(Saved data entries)
+ + + + +
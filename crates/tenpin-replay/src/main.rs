use std::path::PathBuf;

use clap::Parser;

use tenpin_replay::config::{ReplayConfig, ResolvedOutputs, SimulationConfig};
use tenpin_replay::logging::init_logging;
use tenpin_replay::runner::ReplayRunner;

/// Replays scripted and simulated bowling games through the scoring engine.
#[derive(Debug, Parser)]
#[command(
    name = "tenpin-replay",
    author,
    version,
    about = "Deterministic ten-pin scoring replay harness"
)]
struct Cli {
    /// Path to the YAML configuration file.
    #[arg(short, long, value_name = "FILE", default_value = "replay/league.yaml")]
    config: PathBuf,

    /// Override the run identifier (substitutes {run_id} templates).
    #[arg(long, value_name = "RUN_ID")]
    run_id: Option<String>,

    /// Override the simulation RNG seed.
    #[arg(long, value_name = "SEED")]
    seed: Option<u64>,

    /// Override the number of simulated games.
    #[arg(long, value_name = "GAMES")]
    games: Option<usize>,

    /// Exit after validating the configuration (no games are played).
    #[arg(long)]
    validate_only: bool,
}

fn main() -> anyhow::Result<()> {
    let cli = Cli::parse();
    let mut config = ReplayConfig::from_path(&cli.config).map_err(|err| {
        let path = err.path().display().to_string();
        anyhow::Error::new(err).context(format!("loading replay config {path}"))
    })?;

    if let Some(run_id) = cli.run_id {
        config.run_id = run_id;
    }

    if cli.seed.is_some() || cli.games.is_some() {
        let simulation = config
            .simulation
            .get_or_insert_with(SimulationConfig::default);
        if let Some(seed) = cli.seed {
            simulation.seed = Some(seed);
        }
        if let Some(games) = cli.games {
            simulation.games = games;
        }
    }

    config.validate()?;

    let outputs: ResolvedOutputs = config.resolved_outputs();
    let session_count = config.sessions.len();
    let simulated = config.simulation.as_ref().map_or(0, |sim| sim.games);
    let run_id = config.run_id.clone();

    println!(
        "Loaded configuration '{run_id}' with {session_count} scripted session{} and {simulated} simulated game{}",
        if session_count == 1 { "" } else { "s" },
        if simulated == 1 { "" } else { "s" }
    );

    if cli.validate_only {
        println!("Validation-only mode: replay skipped.");
        return Ok(());
    }

    let _logging_guard = init_logging(&config.logging, &outputs)?;
    let runner = ReplayRunner::new(config, outputs)?;
    let summary = runner.run()?;
    println!(
        "Replay complete for '{run_id}': {} games ({} complete, {} ignored actions) → {} rows at {}",
        summary.games_played,
        summary.games_completed,
        summary.ignored_actions,
        summary.rows_written,
        summary.jsonl_path.display()
    );
    println!("Summary table: {}", summary.summary_path.display());
    println!("Game store: {}", summary.store_path.display());
    if let Some(plot_path) = summary.plot_path.as_ref() {
        println!("Score plot: {}", plot_path.display());
    }
    if let Some(telemetry_path) = summary.telemetry_path.as_ref() {
        println!("Telemetry log: {}", telemetry_path.display());
    }
    if let Some(outputs) = summary.telemetry_outputs.as_ref() {
        println!("Telemetry summary (JSON): {}", outputs.json_path.display());
        println!(
            "Telemetry summary (Markdown): {}",
            outputs.markdown_path.display()
        );
        println!(
            "  Turn events: {} ({} ignored kinds)",
            outputs.summary.turns.count,
            outputs.summary.turns.ignored.len()
        );
    }

    Ok(())
}
use tenpin_core::game::serialization::GameSnapshot;
use tenpin_core::model::frame::TENTH_FRAME;
use tenpin_core::model::game::SessionSetup;
use tenpin_core::model::pin::{Pin, PinSet};
use tenpin_core::split::is_split_leave;
use tenpin_core::stats::calculate_stats;
use tenpin_core::symbols::frame_symbols;
use tenpin_core::turn::{Action, Cursor, ScoringSession, Transition};

fn first(count: usize) -> PinSet {
    Pin::ALL.iter().copied().take(count).collect()
}

fn leaving(numbers: &[u8]) -> PinSet {
    PinSet::FULL_RACK.difference(PinSet::from_numbers(numbers).unwrap())
}

fn session() -> ScoringSession {
    ScoringSession::new(SessionSetup::default())
}

#[test]
fn no_mark_game_sums_pins() {
    let mut session = session();
    for frame in 0..10usize {
        session.commit(first(frame % 5), false);
        session.commit(PinSet::EMPTY, false);
    }
    assert!(session.is_complete());
    let expected: u32 = (0..10u32).map(|frame| frame % 5).sum();
    assert_eq!(session.scores().total(), expected);
}

#[test]
fn all_nines_scores_eighty_one() {
    let mut session = session();
    for _ in 0..9 {
        session.commit(first(9), false);
        session.declare_miss();
    }
    session.declare_miss();
    session.declare_miss();
    assert!(session.is_complete());
    assert_eq!(session.scores().total(), 81);

    let stats = calculate_stats(session.game().frames());
    assert_eq!(stats.strikes, 0);
    assert_eq!(stats.spares, 0);
    assert_eq!(stats.open_frames, 9);
}

#[test]
fn twelve_strikes_is_perfect() {
    let mut session = session();
    let mut transitions = Vec::new();
    for _ in 0..12 {
        transitions.push(session.apply(Action::StrikeOrSpare));
    }
    assert!(matches!(transitions.last(), Some(Transition::Completed { .. })));
    let card = session.scores();
    assert_eq!(card.total(), 300);
    assert!(card.is_perfect());
    for number in 1..=10u8 {
        assert_eq!(card.through(number), Some(30 * u32::from(number)));
    }
}

#[test]
fn spare_bonus_reads_one_ball() {
    let mut session = session();
    session.commit(first(7), false);
    session.declare_strike_or_spare();
    assert_eq!(session.scores().through(1), None);
    session.commit(first(4), false);
    assert_eq!(session.scores().through(1), Some(14));
}

#[test]
fn strike_bonus_reads_two_balls() {
    let mut session = session();
    session.declare_strike_or_spare();
    session.commit(first(3), false);
    assert_eq!(session.scores().through(1), None);
    session.commit(PinSet::from_numbers(&[4, 5]).unwrap(), false);
    assert_eq!(session.scores().through(1), Some(15));
    assert_eq!(session.scores().through(2), Some(20));
}

#[test]
fn tenth_frame_double_and_seven_completes_on_third_ball() {
    let mut session = session();
    for _ in 0..9 {
        session.declare_miss();
        session.declare_miss();
    }
    session.declare_strike_or_spare();
    assert_eq!(session.standing_pins(), PinSet::FULL_RACK);
    session.declare_strike_or_spare();
    assert!(!session.is_complete());
    assert_eq!(session.cursor(), Cursor::new(TENTH_FRAME, 3).unwrap());
    assert_eq!(session.standing_pins(), PinSet::FULL_RACK);
    assert_eq!(
        session.commit(first(7), false),
        Transition::Completed {
            at: Cursor::new(TENTH_FRAME, 3).unwrap()
        }
    );
    assert_eq!(session.scores().total(), 27);
    assert_eq!(
        frame_symbols(session.game().frame(TENTH_FRAME)).to_string(),
        "XX7"
    );
}

#[test]
fn tenth_frame_strike_then_partial_leaves_remainder() {
    let mut session = session();
    for _ in 0..9 {
        session.declare_miss();
        session.declare_miss();
    }
    session.declare_strike_or_spare();
    session.commit(first(5), false);
    assert_eq!(session.standing_pins(), leaving(&[1, 2, 3, 4, 5]));
    assert!(
        session
            .standing_pins()
            .iter()
            .all(|pin| pin.number() > 5)
    );
}

#[test]
fn undo_then_same_commit_restores_state() {
    let mut session = session();
    session.commit(leaving(&[7, 10]), false);
    session.commit(PinSet::from_numbers(&[7]).unwrap(), false);
    session.declare_strike_or_spare();
    session.commit(first(6), false);
    let before = session.clone();

    session.undo();
    session.undo();
    session.undo();
    session.commit(PinSet::from_numbers(&[7]).unwrap(), false);
    session.undo();
    session.commit(PinSet::from_numbers(&[7]).unwrap(), false);
    session.declare_strike_or_spare();
    session.commit(first(6), false);

    assert_eq!(session.game(), before.game());
    assert_eq!(session.cursor(), before.cursor());
}

#[test]
fn undo_at_start_changes_nothing() {
    let mut session = session();
    let before = session.clone();
    session.undo();
    assert_eq!(session, before);
}

#[test]
fn split_detection_on_first_ball() {
    let mut session = session();
    session.commit(leaving(&[7, 10]), false);
    session.declare_miss();
    session.commit(leaving(&[2]), false);
    session.declare_strike_or_spare();
    let game = session.game();
    assert!(is_split_leave(game.frame(1), 0));
    assert!(!is_split_leave(game.frame(2), 0));
}

#[test]
fn completed_game_survives_a_snapshot() {
    let mut session = session();
    while !session.is_complete() {
        session.commit(first(8), false);
        session.declare_strike_or_spare();
    }
    let json = GameSnapshot::to_json(session.game()).unwrap();
    let restored = GameSnapshot::from_json(&json).unwrap();
    assert!(restored.is_complete());
    assert_eq!(restored.total_score(), session.scores().total());

    let resumed = ScoringSession::from_game(restored);
    assert!(resumed.is_complete());
}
+ + + + +
» Exercise: Starting at the line above that contains "let runner = ReplayRunner::new(config, outputs)?;", repeat each line exactly up to and including the line that contains "use tenpin_core::split::is_split_leave;", and stop there.

» Written solution:
    let runner = ReplayRunner::new(config, outputs)?;
    let summary = runner.run()?;
    println!(
        "Replay complete for '{run_id}': {} games ({} complete, {} ignored actions) → {} rows at {}",
        summary.games_played,
        summary.games_completed,
        summary.ignored_actions,
        summary.rows_written,
        summary.jsonl_path.display()
    );
    println!("Summary table: {}", summary.summary_path.display());
    println!("Game store: {}", summary.store_path.display());
    if let Some(plot_path) = summary.plot_path.as_ref() {
        println!("Score plot: {}", plot_path.display());
    }
    if let Some(telemetry_path) = summary.telemetry_path.as_ref() {
        println!("Telemetry log: {}", telemetry_path.display());
    }
    if let Some(outputs) = summary.telemetry_outputs.as_ref() {
        println!("Telemetry summary (JSON): {}", outputs.json_path.display());
        println!(
            "Telemetry summary (Markdown): {}",
            outputs.markdown_path.display()
        );
        println!(
            "  Turn events: {} ({} ignored kinds)",
            outputs.summary.turns.count,
            outputs.summary.turns.ignored.len()
        );
    }

    Ok(())
}
use tenpin_core::game::serialization::GameSnapshot;
use tenpin_core::model::frame::TENTH_FRAME;
use tenpin_core::model::game::SessionSetup;
use tenpin_core::model::pin::{Pin, PinSet};
use tenpin_core::split::is_split_leave;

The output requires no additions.